Abstract

Summary Although Raoul van Caenegem claimed otherwise, he had very strong views on what legal history should be. In his opinion, legal history belonged to the disciplinary field of history, not to law. The legal historian should not only chronicle past evolutions of the law, but also explain them. To this purpose, van Caenegem himself turned to sociology, trying to work with types and models in order to generalise. Van Caenegem rejected the idea of a Volksgeist and advocated to look at the European context in a comparative legal history. Nevertheless, his ‘Europe’ was limited to the founding members of the European Union, joined by England. He constructed legal history as a history of power and preferred to study groups of law makers instead of individuals.
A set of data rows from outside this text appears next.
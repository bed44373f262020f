// NOTE: Based on https://developer.bitcoin.org/devguide/p2p_network.html

//! Bitcoin p2p peer connection: version/verack handshake for BTC_PROTO_VERSION
//! followed by a message dispatch loop that keeps the peer alive.

pub mod config;
pub mod connection;
pub mod dispatch;
pub mod error;
pub mod handshake;
pub mod message;
pub mod transport;

use std::time::Duration;

pub use config::{HandshakeConfig, Network, TransportConfig};
pub use connection::Connection;
pub use dispatch::{LogHandler, LoopExit, LoopHandle, LoopStats, MessageHandler, MessageLoop};
pub use error::{HandshakeError, MessageError, TransportError, ValidationFailure};
pub use handshake::{ConnectionState, Role};
pub use message::{Message, RejectCode, RejectMessage, VersionMessage};
pub use transport::{StreamTransport, TcpTransport, Transport};

/// Testnet default port
pub const TEST_NET_PORT: u16 = 18333;
/// Mainnet default port
pub const MAIN_NET_PORT: u16 = 8333;
/// Default dns seed for testing, from bitcoin core client
pub const DEFAULT_DNS_SEED: &str = "seed.bitcoin.sipa.be";
/// Version of the p2p protocol supported by this implementation
pub const BTC_PROTO_VERSION: i32 = 70015;
/// Oldest peer protocol version we accept (BIP37 relay flag support).
pub const MIN_PEER_PROTO_VERSION: i32 = 70001;
/// How far a peer's clock may drift from ours before it gets rejected.
pub const MAX_CLOCK_SKEW: Duration = Duration::from_secs(70 * 60);
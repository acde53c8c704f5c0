//! Headless storefront logic shared by the CLI and TUI.
//!
//! This crate owns the domain model and the state machines that sit
//! between `storefront-api` and any front end:
//!
//! - **[`ProductFetchController`]** — Owns the [`FilterState`], the
//!   de-duplicated product collection and a [`FetchStatus`]. Runs initial
//!   load, refresh and incremental load-more against a
//!   [`ProductDataSource`], discarding responses that were superseded or
//!   that arrive after [`close()`](ProductFetchController::close).
//!
//! - **[`SearchScreen`]** — Turns user gestures ([`SearchEvent`]) into
//!   [`FetchIntent`]s and derives the [`SearchView`] render contract.
//!
//! - **[`reduce`]** / **[`Authenticator`]** — Pure authentication reducer
//!   and the driver that feeds it from an [`AuthService`].
//!
//! - **[`CategoryList`]** — Home screen category loader and
//!   [`category_route`] navigation payloads.
//!
//! - **[`RemoteCatalog`]** — HTTP-backed implementation of every data
//!   source trait, built from a [`StoreConfig`].

pub mod auth;
pub mod categories;
pub mod config;
pub mod convert;
pub mod error;
pub mod fetch;
pub mod model;
pub mod search;
pub mod source;

// ── Primary re-exports ──────────────────────────────────────────────
pub use auth::{AuthEvent, AuthState, Authenticator, reduce};
pub use categories::{CategoryList, CategoryState, SearchRoute, category_route};
pub use config::{Credentials, DEFAULT_PAGE_SIZE, StoreConfig, TlsVerification};
pub use error::CoreError;
pub use fetch::{FetchIntent, FetchState, FetchStatus, ProductCollection, ProductFetchController};
pub use search::{
    DEFAULT_NEAR_END_PADDING, ScrollMetrics, SearchBody, SearchEvent, SearchScreen, SearchView,
};
pub use source::{AuthService, CategoryDataSource, ProductDataSource, RemoteCatalog};

// Re-export model types at the crate root for ergonomics.
pub use model::{
    Category, FilterSelection, FilterState, Product, ProductId, ProductPage, Session, SortOrder,
    User,
};
use thiserror::Error;

/// Top-level error type for the `storefront-api` crate.
///
/// Covers every failure mode of the storefront REST service: authentication,
/// transport, HTTP status and payload decoding. `storefront-core` maps these
/// into domain errors.
#[derive(Debug, Error)]
pub enum Error {
    // ── Authentication ──────────────────────────────────────────────
    /// Login rejected or session token no longer accepted.
    #[error("Authentication failed: {message}")]
    Authentication { message: String },

    // ── Transport ───────────────────────────────────────────────────
    /// HTTP transport error (connection refused, DNS failure, etc.)
    #[error("HTTP transport error: {0}")]
    Transport(#[from] reqwest::Error),

    /// URL parsing error.
    #[error("Invalid URL: {0}")]
    InvalidUrl(#[from] url::ParseError),

    /// TLS handshake or certificate error.
    #[error("TLS error: {0}")]
    Tls(String),

    // ── Service ─────────────────────────────────────────────────────
    /// Non-success HTTP status, with the service's `message` when it sent one.
    #[error("HTTP {status}: {message}")]
    Http { status: u16, message: String },

    // ── Data ────────────────────────────────────────────────────────
    /// JSON deserialization failed, with the raw body for debugging.
    #[error("Deserialization error: {message}")]
    Deserialization { message: String, body: String },
}

impl Error {
    /// Returns `true` if this is a transient error worth retrying.
    pub fn is_transient(&self) -> bool {
        match self {
            Self::Transport(e) => e.is_timeout() || e.is_connect(),
            Self::Http { status, .. } => *status >= 500 || *status == 429,
            _ => false,
        }
    }

    /// Returns `true` if this is a "not found" error.
    pub fn is_not_found(&self) -> bool {
        match self {
            Self::Transport(e) => e.status() == Some(reqwest::StatusCode::NOT_FOUND),
            Self::Http { status: 404, .. } => true,
            _ => false,
        }
    }

    /// HTTP status code, when the failure carried one.
    pub fn status(&self) -> Option<u16> {
        match self {
            Self::Transport(e) => e.status().map(|s| s.as_u16()),
            Self::Http { status, .. } => Some(*status),
            Self::Authentication { .. } => Some(401),
            _ => None,
        }
    }
}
In his legal history, the European ‘Second Middle Ages’, from 1100 until 1750, stand out as the cradle of the modern rule of law, with a special role for the cities of medieval Flanders. Although well-known for a leading handbook promoting the idea of the ius commune, the common law of Europe, van Caenegem actually deemed custom to have been the primary source of law in medieval Europe, whereas the role of the ius commune had been, in his opinion, overestimated. As he showed many times during his distinguished career, van Caenegem wanted legal historians to take part in current debates. In the end, his main lesson from legal history was a plea for moderation, as taking a sound idea to its extreme leads to absurd or unintended consequences.